Kenduri Cinta
  • Beranda
  • Mukadimah
  • Reportase
  • Esensia
  • Sumur
  • Video
  • Karya
  • Kontak
No Result
View All Result
  • Beranda
  • Mukadimah
  • Reportase
  • Esensia
  • Sumur
  • Video
  • Karya
  • Kontak
No Result
View All Result
Home Esensia

Kebodohan, Lebih dari Jahat?

Rizal Tri Harjanto by Rizal Tri Harjanto
June 6, 2025
in Esensia
Reading Time: 3 mins read
Kebodohan Lebih dari Jahat

Tinggal di kabupaten kecil memang lebih menjanjikan ketenteraman dibandingkan di kota besar, bahasa kekiniannya slow living. Tapi bukan berarti kita harus menghindari kota besar, adakalanya orang kabupaten perlu pergi ke kota untuk sebuah urusan. Begitu pun dengan Mat Klepon dan Dul Kopling yang harus pergi ke kota demi sebuah misi membeli peralatan tempur untuk bengkel mobilnya. Memasuki kota dengan gedung-gedung angkuh tinggi bikin iri, di tengahnya membentang aliran lalu-lintas kendaraan tanpa hulu tanpa hilir. Mereka mendapati pemuda rambut pirang yang menaiki motor Beat ember dengan knalpot blerrr, lengkap dengan ledakan knalpot yang mengarah ke muka. Padahal Mat Klepon sudah berusaha menghindari agar tidak tepat di belakang pemuda rambut pirang tersebut. Mungkin itulah yang dinamakan pucuk dicinta, ulam pun tiba.
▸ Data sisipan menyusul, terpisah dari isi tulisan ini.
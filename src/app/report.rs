//! Report formatter — canonical text for each settings group.
//!
//! One line per group, in two flavours:
//!
//! ```text
//! interactive:  echo:; Physical Minimums:
//!               echo:  C100 X0 Y0
//! replay:         C100 X0 Y0
//! ```
//!
//! The replay form is valid input to the dispatcher, so concatenating every
//! group reproduces the current state when fed back in.  Output depends only
//! on the context, byte for byte.

use core::fmt::Write;

use crate::capabilities::{Capabilities, Feature};
use crate::config::{GeometryOverrides, ParkPosition};
use crate::units::UnitSystem;

use super::context::MachineContext;

/// Prefix the serial layer puts in front of echoed lines.
pub const ECHO_PREFIX: &str = "echo:";

/// A group of settings with its own `C` code and report line.
#[derive(Debug, Clone, Copy, PartialEq, Eq)]
pub enum ReportGroup {
    PhysicalMinimums,
    PhysicalMaximums,
    BedSize,
    ParkPosition,
    LaserMode,
}

impl ReportGroup {
    /// Report order.
    pub const ALL: [ReportGroup; 5] = [
        Self::PhysicalMinimums,
        Self::PhysicalMaximums,
        Self::BedSize,
        Self::ParkPosition,
        Self::LaserMode,
    ];

    pub const fn code(self) -> u16 {
        match self {
            Self::PhysicalMinimums => 100,
            Self::PhysicalMaximums => 101,
            Self::BedSize => 102,
            Self::ParkPosition => 125,
            Self::LaserMode => 3,
        }
    }

    pub const fn heading(self) -> &'static str {
        match self {
            Self::PhysicalMinimums => "Physical Minimums",
            Self::PhysicalMaximums => "Physical Maximums",
            Self::BedSize => "Bed Size",
            Self::ParkPosition => "Nozzle Park Position",
            Self::LaserMode => "Laser/Fan Configuration",
        }
    }

    pub const fn is_geometry(self) -> bool {
        matches!(
            self,
            Self::PhysicalMinimums | Self::PhysicalMaximums | Self::BedSize
        )
    }

    /// Whether this build has a report line for the group at all.
    pub const fn available(self, caps: Capabilities) -> bool {
        if !caps.has(Feature::CustomCommands) {
            return false;
        }
        match self {
            Self::PhysicalMinimums | Self::PhysicalMaximums | Self::BedSize => true,
            Self::ParkPosition => caps.has(Feature::NozzlePark),
            Self::LaserMode => caps.has(Feature::Laser),
        }
    }

    /// Whether the group has a setter, i.e. its replay line means something.
    pub const fn settable(self, caps: Capabilities) -> bool {
        self.available(caps) && (!self.is_geometry() || caps.has(Feature::GeometryOverrides))
    }
}

/// Geometry as reported: the live overrides, or the compile-time defaults
/// when the override store is compiled out.
pub fn reported_geometry(ctx: &MachineContext) -> GeometryOverrides {
    if ctx.capabilities().has(Feature::GeometryOverrides) {
        ctx.geometry
    } else {
        GeometryOverrides::default()
    }
}

/// Full report text for `group`, or `None` if the build lacks it.
pub fn format_group(group: ReportGroup, ctx: &MachineContext, for_replay: bool) -> Option<String> {
    if !group.available(ctx.capabilities()) {
        return None;
    }
    let mut out = String::new();
    if !for_replay {
        let _ = writeln!(out, "{ECHO_PREFIX}; {}:", group.heading());
        out.push_str(ECHO_PREFIX);
    }
    out.push_str(&command_line(group, ctx));
    out.push('\n');
    Some(out)
}

/// Every available group, in report order.
pub fn report_all(ctx: &MachineContext, for_replay: bool) -> String {
    ReportGroup::ALL
        .into_iter()
        .filter_map(|g| format_group(g, ctx, for_replay))
        .collect()
}

/// The bare command line for `group`, e.g. `"  C102 X230 Y230"`.
pub fn command_line(group: ReportGroup, ctx: &MachineContext) -> String {
    let units = ctx.units;
    let mut line = String::new();
    let _ = write!(line, "  C{}", group.code());
    match group {
        ReportGroup::PhysicalMinimums => {
            let g = reported_geometry(ctx);
            push_length(&mut line, 'X', f32::from(g.x_min_pos), units);
            push_length(&mut line, 'Y', f32::from(g.y_min_pos), units);
        }
        ReportGroup::PhysicalMaximums => {
            let g = reported_geometry(ctx);
            push_length(&mut line, 'X', f32::from(g.x_max_pos), units);
            push_length(&mut line, 'Y', f32::from(g.y_max_pos), units);
            push_length(&mut line, 'Z', f32::from(g.z_max_pos), units);
        }
        ReportGroup::BedSize => {
            let g = reported_geometry(ctx);
            push_length(&mut line, 'X', f32::from(g.x_bed_size), units);
            push_length(&mut line, 'Y', f32::from(g.y_bed_size), units);
        }
        ReportGroup::ParkPosition => {
            let p = ctx.park;
            for (letter, mm) in [('X', p.x), ('Y', p.y), ('Z', p.z)] {
                push_park(&mut line, letter, mm, units);
            }
        }
        ReportGroup::LaserMode => {
            let l = ctx.laser;
            let _ = write!(line, " O{} H{}", l.off_power, l.target_height);
            if l.laser_mode {
                line.push_str(" L ; Laser Mode enabled");
            } else {
                line.push_str(" F ; Fan Mode enabled");
            }
        }
    }
    line
}

/// Whole millimetres print as integers; in inches four decimals keep the
/// value exact to well under half a millimetre on replay.
fn push_length(line: &mut String, letter: char, mm: f32, units: UnitSystem) {
    match units {
        UnitSystem::Millimeters => {
            let _ = write!(line, " {letter}{}", mm.round() as i32);
        }
        UnitSystem::Inches => {
            let _ = write!(line, " {letter}{:.4}", units.from_mm(mm));
        }
    }
}

/// Park values print in shortest form in millimetres.  In inches five
/// decimals put replay within a fraction of the 0.001 mm park grid.
fn push_park(line: &mut String, letter: char, mm: f32, units: UnitSystem) {
    let mm = ParkPosition::snap(mm);
    match units {
        UnitSystem::Millimeters => {
            let _ = write!(line, " {letter}{mm}");
        }
        UnitSystem::Inches => {
            let _ = write!(line, " {letter}{:.5}", units.from_mm(mm));
        }
    }
}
Di lampu merah mereka berhenti tepat sebelum batas garis zebra cross. Seharusnya sudah tidak boleh ada lagi motor di depannya. Namun tidak berlaku di lalu lintas kota ini, ada satu motor tiba-tiba nyelonong di depannya persis. Motor Beat ember knalpot blerrr yang dikemudikan pemuda rambut pirang.

Timer di lampu merah masih menunjukkan detik 93 dengan hitung waktu mundur. Itu bukanlah waktu yang singkat untuk menghadapi serangan suara ke gendang telinga dan tinjuan udara keluaran knalpot yang tepat mengarah ke muka. Emosi Mat Klepon mulai naik, beruntung Dul Kopling bisa meredakan amarahnya.

Lampu hijau telah menyala, pertanda ujian Mat Klepon sudah berakhir. Amarah Mat Klepon memang telah mereda, tapi belum sepenuhnya. Sisanya diberikan kepada Dul Kopling sembari mengendarai Shogun kebo menuju pasar loak.

Mat Klepon        : “Bajingannnnnn, pengen tak tonjok mukanya pemuda kepala emas tadi!”

Dul Kopling         : “Hak dia untuk mengekspresikan diri.”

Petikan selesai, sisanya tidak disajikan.